And ALSO, just by the way: before 3rd edition I don't think much of this art had any real intentionality of "communicating game play" (or its perils) aside from 'let's put a party fighting orcs in this space, and let's have an illo of a cleric turning undead over here.' 3E's art seems to be placed in appropriate locations (in relation to text) and...outside the MM3...is generally captioned to show its pertinence to the instruction at hand.  1E and 2E just throws "cool fantasy stuff" willy-nilly all over the place. I think the main difference, though, is that many of the artists in 1E doing pictures of peril in the core books were long-time D&D players themselves and...consciously or not...brought a lot of insight for the game to their works. I believe this is a large part of why there are so many humorous illos in the first edition books.

I have one more post to write in this series, but I just wanted to add this quick note. 

Wednesday, July 14, 2021

The Art Of Peril

 Continuing from the prior post...

As several astute commenters deduced, this discussion on art in D&D was "goosed" into action by Delta's blog post on "old school" art from Monday. Delta's main point was that:
"...one of the biggest sensibility differences between old-school D&D art and and newer-school art is the amount of violence depicted against ostensibly player-character-types..."
I have some quibbles with Delta's conclusion ("flipping through the earliest 1st Edition materials, you're going to get the idea that in D&D, player-character life is cheap") but not with his declarative that the images presented are going to create particular ideas in the minds of the reader. Again, returning to my prior post, our imagination constructs ideas and images from memories, and memories at their base are generated from external (sensory) stimuli.

Dungeons & Dragons is a fantasy game that absolutely requires imagination (in all participants) to play effectively. I would go so far as to say imagination is probably the defining characteristic of role-playing games, as opposed to computer (video) games, board games, or card games, ALL of which are playable without imaginative input from the participants involved. As such the importance of exercising one's imagination (both through use and through assimilation of pertinent memories for use) cannot be understated. The ability to play the game is limited by one's imagination (or lack thereof), and as we wish to pay attention to how that imagination is cultivated, we should take a hard look at the purpose and objective of the game.

Dungeons & Dragons is a game of facing peril and overcoming its challenges.

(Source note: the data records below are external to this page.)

//! Process-wide storage behind the opaque handles.
//!
//! A handle id packs a slot index (low 32 bits) with the slot's generation (high 32 bits).
//! Releasing a value bumps the generation on the next reuse of its slot, so an id that outlived
//! its value is detected instead of silently reaching the new occupant. Generation 0 is never
//! handed out, which makes a zeroed handle invalid.

use std::sync::{Mutex, MutexGuard, PoisonError};

use crate::error::{FfiError, Result};

#[cfg(test)]
mod arena_test;

struct Slot<T> {
    generation: u32,
    value: Option<T>,
}

pub(crate) struct Arena<T> {
    name: &'static str,
    slots: Mutex<Vec<Slot<T>>>,
}

fn pack(index: u32, generation: u32) -> u64 {
    (u64::from(generation) << 32) | u64::from(index)
}

#[allow(clippy::cast_possible_truncation)]
fn unpack(id: u64) -> (usize, u32) {
    let index = (id & 0xffff_ffff) as usize;
    let generation = (id >> 32) as u32;
    (index, generation)
}

impl<T> Arena<T> {
    pub(crate) const fn new(name: &'static str) -> Self {
        Self {
            name,
            slots: Mutex::new(Vec::new()),
        }
    }

    fn lock(&self) -> MutexGuard<'_, Vec<Slot<T>>> {
        self.slots.lock().unwrap_or_else(PoisonError::into_inner)
    }

    pub(crate) fn insert(&self, value: T) -> Result<u64> {
        let mut slots = self.lock();

        if let Some(index) = slots.iter().position(|slot| slot.value.is_none()) {
            let id = u32::try_from(index).map_err(|_| FfiError::ArenaFull(self.name))?;
            let slot = &mut slots[index];
            slot.generation = slot.generation.checked_add(1).unwrap_or(1);
            slot.value = Some(value);
            return Ok(pack(id, slot.generation));
        }

        let id = u32::try_from(slots.len()).map_err(|_| FfiError::ArenaFull(self.name))?;
        slots.push(Slot {
            generation: 1,
            value: Some(value),
        });
        Ok(pack(id, 1))
    }

    /// Runs `f` on the live value behind `id` while the arena is locked.
    pub(crate) fn with<R>(&self, id: u64, f: impl FnOnce(&mut T) -> R) -> Result<R> {
        let (index, generation) = unpack(id);
        let mut slots = self.lock();
        match slots.get_mut(index) {
            Some(Slot {
                generation: live,
                value: Some(value),
            }) if *live == generation => Ok(f(value)),
            _ => Err(FfiError::StaleHandle(self.name)),
        }
    }

    pub(crate) fn get(&self, id: u64) -> Result<T>
    where
        T: Clone,
    {
        self.with(id, |value| value.clone())
    }

    pub(crate) fn remove(&self, id: u64) -> Result<T> {
        let (index, generation) = unpack(id);
        let mut slots = self.lock();
        match slots.get_mut(index) {
            Some(slot) if slot.generation == generation && slot.value.is_some() => {
                slot.value.take().ok_or(FfiError::StaleHandle(self.name))
            }
            _ => Err(FfiError::StaleHandle(self.name)),
        }
    }
}
pub mod error;
pub mod serde;
pub mod tree_math;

This is clearly evident from the rules of the game. No, D&D is not a game about "telling stories;" as I have written (often) before, there are MANY role-playing games that are designed to create/tell stories (in many genres!) and that serve that purpose better than D&D. Folks using D&D as a vehicle to tell stories are pretty lazy (or else suckers for the marketing). Systems are not included to be ignored; dice are not rolled because players "like rolling dice." The fantasy world of role-playing IS designed to amuse, entertain, fascinate, astound, and escape reality. Yes, absolutely. But the game is designed with the mechanics it's given in order to face peril and overcome challenge. This is the reason for combat rules. And armor class. And hit points. And saving throws. Etc.

SO...given the above raison d'etre of D&D, let's take a look at the artwork that is Oh So Necessary for implanting those building blocks of imagination (integral to the game) and the job they do at conveying the perilous nature of the game.

I spent roughly three hours this morning combing through the core books (PHB, DMG, and MM) of 1st, 2nd, and 3rd editions of D&D making notes on the artwork and just how much "peril" was communicated. Things I looked for were instances of evident fear (either on terrified faces or actual flight), instances of helplessness or restraint/capture, killing blows (i.e. an attack from which the individual was most definitely NOT going to walk away from without clerical assistance), "zaps" (from traps or magical monster attacks that may or or may not be lethal), and the presence of Already Dead Bodies. At first, I attempted to do a simple count for each book, giving more weight to some illustration over other (half a point for a scared face, two points for a killing blow that shows entrails/viscera, etc.), but the results were somewhat confused and, for my purposes, not nearly descriptive enough. So I went back through all the illos (again) and simply made tallies for each particular instance of each category for each book.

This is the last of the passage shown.